Currently, AI infrastructure is still in a somewhat chaotic phase. The transition from distinguishing between “working” and “broken” systems to evaluating “good answers” versus “bad answers” presents a unique operational challenge. This won’t be resolved just through more tools; instead, it requires an open-source collaborative effort to create shared interfaces and harness community momentum, leading to well-documented and repeatable practices.

That’s our direction. Since my last update during KubeCon + CloudNativeCon North America 2025, we’ve continued to invest in open-source AI infrastructure, networking, observability, storage, multi-cluster operations, and cluster lifecycle management. At the upcoming KubeCon + CloudNativeCon Europe 2026 in Amsterdam, we’re excited to announce progress towards bringing Kubernetes’ operational maturity into the modern workloads of today.

Creating an Open Source Foundation for AI on Kubernetes

The merging of AI with Kubernetes infrastructure reveals that the challenges in both areas are increasingly interconnected. Much of our recent work has focused on establishing foundational tools that make GPU-supported workloads a vital part of the cloud-native landscape.

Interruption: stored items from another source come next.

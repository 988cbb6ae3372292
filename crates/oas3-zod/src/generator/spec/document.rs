use http::Method;
use indexmap::IndexMap;
use serde::Deserialize;

use super::schema::SchemaNode;

#[derive(Debug, Clone, Deserialize)]
pub struct OpenApiDocument {
  pub openapi: String,
  pub info: Info,
  #[serde(default)]
  pub paths: IndexMap<String, PathItem>,
  #[serde(default)]
  pub components: Components,
}

#[derive(Debug, Clone, Deserialize)]
pub struct Info {
  pub title: String,
  pub version: String,
  pub description: Option<String>,
}

#[derive(Debug, Clone, Default, Deserialize)]
#[serde(rename_all = "camelCase")]
pub struct Components {
  #[serde(default)]
  pub schemas: IndexMap<String, SchemaNode>,
  #[serde(default)]
  pub parameters: IndexMap<String, RefOr<Parameter>>,
  #[serde(default)]
  pub request_bodies: IndexMap<String, RefOr<RequestBody>>,
  #[serde(default)]
  pub responses: IndexMap<String, RefOr<Response>>,
}

/// Either an inline object or a `$ref` to one stored under `#/components`.
#[derive(Debug, Clone, PartialEq, Deserialize)]
#[serde(untagged)]
pub enum RefOr<T> {
  Ref {
    #[serde(rename = "$ref")]
    ref_path: String,
  },
  Item(T),
}

#[derive(Debug, Clone, Default, Deserialize)]
pub struct PathItem {
  pub summary: Option<String>,
  pub description: Option<String>,
  #[serde(default)]
  pub parameters: Vec<RefOr<Parameter>>,
  pub get: Option<Operation>,
  pub put: Option<Operation>,
  pub post: Option<Operation>,
  pub delete: Option<Operation>,
  pub options: Option<Operation>,
  pub head: Option<Operation>,
  pub patch: Option<Operation>,
  pub trace: Option<Operation>,
}

impl PathItem {
  /// Operations declared on this path, always in the same method order.
  pub fn operations(&self) -> Vec<(Method, &Operation)> {
    [
      (Method::GET, &self.get),
      (Method::PUT, &self.put),
      (Method::POST, &self.post),
      (Method::DELETE, &self.delete),
      (Method::OPTIONS, &self.options),
      (Method::HEAD, &self.head),
      (Method::PATCH, &self.patch),
      (Method::TRACE, &self.trace),
    ]
    .into_iter()
    .filter_map(|(method, operation)| operation.as_ref().map(|operation| (method, operation)))
    .collect()
  }
}

#[derive(Debug, Clone, Default, Deserialize)]
#[serde(rename_all = "camelCase")]
pub struct Operation {
  pub operation_id: Option<String>,
  pub summary: Option<String>,
  pub description: Option<String>,
  #[serde(default)]
  pub tags: Vec<String>,
  #[serde(default)]
  pub deprecated: bool,
  #[serde(default)]
  pub parameters: Vec<RefOr<Parameter>>,
  pub request_body: Option<RefOr<RequestBody>>,
  #[serde(default)]
  pub responses: IndexMap<String, RefOr<Response>>,
}

#[derive(Debug, Clone, Copy, PartialEq, Eq, Hash, Deserialize, strum::Display)]
#[serde(rename_all = "lowercase")]
#[strum(serialize_all = "lowercase")]
pub enum ParameterIn {
  Path,
  Query,
  Header,
  Cookie,
}

#[derive(Debug, Clone, PartialEq, Deserialize)]
pub struct Parameter {
  pub name: String,
  #[serde(rename = "in")]
  pub location: ParameterIn,
  #[serde(default)]
  pub required: bool,
  pub description: Option<String>,
  #[serde(default)]
  pub deprecated: bool,
  pub schema: Option<SchemaNode>,
}

impl Parameter {
  /// Path parameters are always required, whatever the document says.
  pub fn is_required(&self) -> bool {
    self.required || self.location == ParameterIn::Path
  }
}

#[derive(Debug, Clone, PartialEq, Deserialize)]
pub struct RequestBody {
  pub description: Option<String>,
  #[serde(default)]
  pub content: IndexMap<String, MediaType>,
  #[serde(default)]
  pub required: bool,
}

#[derive(Debug, Clone, PartialEq, Deserialize)]
pub struct Response {
  pub description: Option<String>,
  #[serde(default)]
  pub content: IndexMap<String, MediaType>,
}

#[derive(Debug, Clone, PartialEq, Default, Deserialize)]
pub struct MediaType {
  pub schema: Option<SchemaNode>,
}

On the scheduling front, Microsoft has partnered with industry leaders to promote open standards for managing hardware resources. Some key achievements this cycle include:

• Dynamic Resource Allocation (DRA) is now widely available, including the release of the DRA example driver and DRA Admin Access.
• Workload Aware Scheduling for Kubernetes 1.36 incorporates DRA support within the Workload API and integrates with KubeRay, simplifying how developers can request and manage high-performance infrastructure for training and inference.
• DRANet has gained compatibility for Azure RDMA Network Interface Cards (NICs), enhancing network resource management for high-performance hardware, thereby optimizing training performance.

Beyond scheduling, we’ve been improving the tools essential for deploying, managing, and securing AI workloads on Kubernetes:

• AI Runway is a fresh open-source initiative offering a shared Kubernetes API for inference workloads, streamlining model deployment management. It comes with a user-friendly web interface so that those who aren’t familiar with Kubernetes can deploy a model easily, along with built-in HuggingFace model discovery, GPU memory fit indicators, real-time cost estimates, and compatibility with NVIDIA Dynamo, KubeRay, llm-d, and KAITO.
• HolmesGPT has joined the Cloud Native Computing Foundation (CNCF) as a Sandbox project, adding automatic troubleshooting features to the shared cloud-native tooling ecosystem.
• Dalec, a newly-integrated CNCF project, outlines declarative specifications for crafting system packages and producing minimal container images. It supports SBOM generation and provenance verification, helping organizations reduce vulnerabilities when managing AI workloads on a large scale.
• Cilium received significant contributions from Microsoft this cycle, including native mTLS ztunnel support for secure workload communication, Hubble metrics cardinality controls for managing observability costs, and flow log aggregation to conserve storage volume, alongside two merged Cluster Mesh Cilium Feature Proposals (CFPs) aimed at advancing cross-cluster networking.

What’s New in Azure Kubernetes Service

In addition to our upstream efforts, I’m pleased to reveal fresh enhancements in Azure Kubernetes Service (AKS), focusing on networking and security, observability, multi-cluster operations, storage, and lifecycle management for clusters.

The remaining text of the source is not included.